## Records supplied
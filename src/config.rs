use std::{env, fs, io::ErrorKind, path::Path, path::PathBuf};

use reqwest::Url;
use serde::Deserialize;
use tracing::{info, warn};

use crate::app::remote::DEFAULT_API_BASE_URL;

pub const DEFAULT_CONFIG_FILE: &str = "config.json";
pub const CONFIG_PATH_ENV_VAR: &str = "MOVIEDESK_CONFIG";
pub const API_URL_ENV_VAR: &str = "MOVIEDESK_API_URL";
pub const DEFAULT_WINDOW_TITLE: &str = "Movies App";

#[derive(Clone, Debug, PartialEq, Eq)]
pub struct AppConfig {
    pub api_base_url: String,
    pub user_agent: String,
    pub window_title: String,
}

impl Default for AppConfig {
    fn default() -> Self {
        Self {
            api_base_url: DEFAULT_API_BASE_URL.to_string(),
            user_agent: concat!("moviedesk/", env!("CARGO_PKG_VERSION")).to_string(),
            window_title: DEFAULT_WINDOW_TITLE.to_string(),
        }
    }
}

#[derive(Debug, Deserialize)]
struct RawConfig {
    #[serde(alias = "api_url")]
    api_base_url: Option<String>,
    user_agent: Option<String>,
    window_title: Option<String>,
}

pub fn config_path() -> PathBuf {
    env::var_os(CONFIG_PATH_ENV_VAR)
        .map(PathBuf::from)
        .unwrap_or_else(|| PathBuf::from(DEFAULT_CONFIG_FILE))
}

/// Reads `config.json` (or `$MOVIEDESK_CONFIG`), then applies `$MOVIEDESK_API_URL`.
pub fn load_config() -> AppConfig {
    let mut cfg = load_config_from(&config_path());
    apply_api_url_override(&mut cfg, env::var(API_URL_ENV_VAR).ok());
    cfg
}

pub fn load_config_from(cfg_path: &Path) -> AppConfig {
    let mut cfg = AppConfig::default();

    match fs::read_to_string(cfg_path) {
        Ok(raw) => match serde_json::from_str::<RawConfig>(&raw) {
            Ok(parsed) => {
                if let Some(url) = parsed.api_base_url {
                    if is_usable_base_url(&url) {
                        cfg.api_base_url = url.trim().to_string();
                    } else {
                        warn!("Ignoring invalid api_base_url `{url}` in {}", cfg_path.display());
                    }
                }
                if let Some(ua) = parsed.user_agent.filter(|s| !s.trim().is_empty()) {
                    cfg.user_agent = ua;
                }
                if let Some(title) = parsed.window_title.filter(|s| !s.trim().is_empty()) {
                    cfg.window_title = title;
                }
                info!("Loaded config from {}", cfg_path.display());
            }
            Err(err) => {
                warn!("Failed to parse {} ({}). Using defaults.", cfg_path.display(), err);
            }
        },
        Err(err) if err.kind() == ErrorKind::NotFound => {
            info!("No {} found; using defaults", cfg_path.display());
        }
        Err(err) => {
            warn!("Failed to read {} ({}). Using defaults.", cfg_path.display(), err);
        }
    }

    cfg
}

fn apply_api_url_override(cfg: &mut AppConfig, value: Option<String>) {
    let Some(url) = value else { return };
    if is_usable_base_url(&url) {
        info!("{API_URL_ENV_VAR} overrides api_base_url");
        cfg.api_base_url = url.trim().to_string();
    } else {
        warn!("Ignoring invalid {API_URL_ENV_VAR} `{url}`");
    }
}

fn is_usable_base_url(s: &str) -> bool {
    Url::parse(s.trim())
        .map(|u| matches!(u.scheme(), "http" | "https") && u.has_host())
        .unwrap_or(false)
}

#[cfg(test)]
mod tests {
    use super::*;
    use std::io::Write;

    fn write_cfg(body: &str) -> tempfile::NamedTempFile {
        let mut file = tempfile::NamedTempFile::new().unwrap();
        file.write_all(body.as_bytes()).unwrap();
        file
    }

    #[test]
    fn missing_file_gives_defaults() {
        let dir = tempfile::tempdir().unwrap();
        let cfg = load_config_from(&dir.path().join("config.json"));
        assert_eq!(cfg, AppConfig::default());
        assert_eq!(cfg.api_base_url, "http://localhost:8080/api/movies");
    }

    #[test]
    fn reads_all_fields() {
        let file = write_cfg(
            r#"{"api_base_url":"https://movies.example.com/api/movies","user_agent":"ua/1","window_title":"Catalog"}"#,
        );
        let cfg = load_config_from(file.path());
        assert_eq!(cfg.api_base_url, "https://movies.example.com/api/movies");
        assert_eq!(cfg.user_agent, "ua/1");
        assert_eq!(cfg.window_title, "Catalog");
    }

    #[test]
    fn accepts_short_url_key() {
        let file = write_cfg(r#"{"api_url":"http://10.0.0.2:9000/api/movies"}"#);
        assert_eq!(load_config_from(file.path()).api_base_url, "http://10.0.0.2:9000/api/movies");
    }

    #[test]
    fn bad_json_falls_back_to_defaults() {
        let file = write_cfg("{ not json");
        assert_eq!(load_config_from(file.path()), AppConfig::default());
    }

    #[test]
    fn invalid_url_is_ignored() {
        let file = write_cfg(r#"{"api_base_url":"ftp://nope","window_title":"Kept"}"#);
        let cfg = load_config_from(file.path());
        assert_eq!(cfg.api_base_url, DEFAULT_API_BASE_URL);
        assert_eq!(cfg.window_title, "Kept");
    }

    #[test]
    fn url_is_stored_trimmed() {
        let file = write_cfg(r#"{"api_base_url":"  http://host:8080/api/movies \n"}"#);
        assert_eq!(load_config_from(file.path()).api_base_url, "http://host:8080/api/movies");

        let mut cfg = AppConfig::default();
        apply_api_url_override(&mut cfg, Some(" https://backend/api/movies ".into()));
        assert_eq!(cfg.api_base_url, "https://backend/api/movies");
    }

    #[test]
    fn unreadable_path_falls_back_to_defaults() {
        // A directory exists but can't be read as a file.
        let dir = tempfile::tempdir().unwrap();
        assert_eq!(load_config_from(dir.path()), AppConfig::default());
    }

    #[test]
    fn env_style_override() {
        let mut cfg = AppConfig::default();
        apply_api_url_override(&mut cfg, None);
        assert_eq!(cfg.api_base_url, DEFAULT_API_BASE_URL);

        apply_api_url_override(&mut cfg, Some("not a url".into()));
        assert_eq!(cfg.api_base_url, DEFAULT_API_BASE_URL);

        apply_api_url_override(&mut cfg, Some("http://backend:8080/api/movies".into()));
        assert_eq!(cfg.api_base_url, "http://backend:8080/api/movies");
    }
}
// src/app/ui/grid.rs
use eframe::egui as eg;

use crate::app::filters::filtered_indices;
use crate::app::types::CardAction;
use crate::app::utils;
use crate::app::Movie;

pub const H_SPACING: f32 = 8.0;
pub const V_SPACING: f32 = 10.0;
const CARD_W: f32 = 300.0;
const CARD_H: f32 = 170.0;

fn notice(ui: &mut eg::Ui, text: &str) {
    ui.add_space(12.0);
    eg::Frame::group(ui.style())
        .fill(ui.visuals().faint_bg_color)
        .show(ui, |ui| {
            ui.label(text);
        });
}

fn movie_card(ui: &mut eg::Ui, movie: &Movie, selected: bool) -> Option<CardAction> {
    let mut action = None;
    let stroke = if selected {
        eg::Stroke::new(2.0, eg::Color32::YELLOW)
    } else {
        ui.visuals().widgets.noninteractive.bg_stroke
    };
    let badge_bg = ui.visuals().selection.bg_fill;

    ui.allocate_ui_with_layout(
        eg::vec2(CARD_W, CARD_H),
        eg::Layout::top_down(eg::Align::Min),
        |ui| {
            ui.set_min_size(eg::vec2(CARD_W, CARD_H));
            eg::Frame::group(ui.style())
                .stroke(stroke)
                .rounding(6.0)
                .show(ui, |ui| {
                    ui.set_width(CARD_W - 16.0);
                    ui.horizontal(|ui| {
                        ui.label(eg::RichText::new(&movie.title).heading().strong());
                        ui.with_layout(eg::Layout::right_to_left(eg::Align::Center), |ui| {
                            let delete = eg::Button::new(
                                eg::RichText::new("Delete").color(eg::Color32::WHITE),
                            )
                            .fill(eg::Color32::from_rgb(200, 50, 50))
                            .small();
                            if ui.add(delete).clicked() {
                                action = Some(CardAction::Delete(movie.id));
                            }
                            if ui.small_button("Details").clicked() {
                                action = Some(CardAction::Details(movie.id));
                            }
                        });
                    });
                    ui.label(eg::RichText::new(utils::director_line(movie)).weak());
                    ui.horizontal(|ui| {
                        ui.label(
                            eg::RichText::new(utils::genre_label(movie))
                                .small()
                                .color(eg::Color32::WHITE)
                                .background_color(badge_bg),
                        );
                        ui.label(
                            eg::RichText::new(format!(
                                "Released: {}",
                                utils::format_release_date(movie.release_date.as_deref())
                            ))
                            .small()
                            .weak(),
                        );
                    });
                    ui.add_space(4.0);
                    ui.add(eg::Label::new(utils::description_text(movie)).wrap());
                });
        },
    );
    action
}

impl crate::app::MovieDeskApp {
    pub(crate) fn ui_render_movie_grid(&mut self, ui: &mut eg::Ui) {
        let movies = self.movies.movies();
        if movies.is_empty() {
            notice(ui, utils::EMPTY_LIST);
            return;
        }

        let indices = filtered_indices(movies, self.genre_filter.as_deref());
        if indices.is_empty() {
            notice(ui, "No movies match the selected genre.");
            return;
        }

        let selected_id = self.movies.selected().map(|m| m.id);
        let mut action = None;

        eg::ScrollArea::vertical()
            .auto_shrink([false; 2])
            .show(ui, |ui| {
                ui.horizontal_wrapped(|ui| {
                    ui.spacing_mut().item_spacing = eg::vec2(H_SPACING, V_SPACING);
                    for &idx in &indices {
                        let movie = &movies[idx];
                        if let Some(a) = movie_card(ui, movie, selected_id == Some(movie.id)) {
                            action = Some(a);
                        }
                    }
                });
            });

        // Applied after painting so the list isn't borrowed while it changes.
        if let Some(a) = action {
            self.apply_card_action(a);
        }
    }
}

## Assigned task
From the listing above, pick out each line where the word "weak" appears.

## Answer for the task
                    ui.label(eg::RichText::new(utils::director_line(movie)).weak());
                            .weak(),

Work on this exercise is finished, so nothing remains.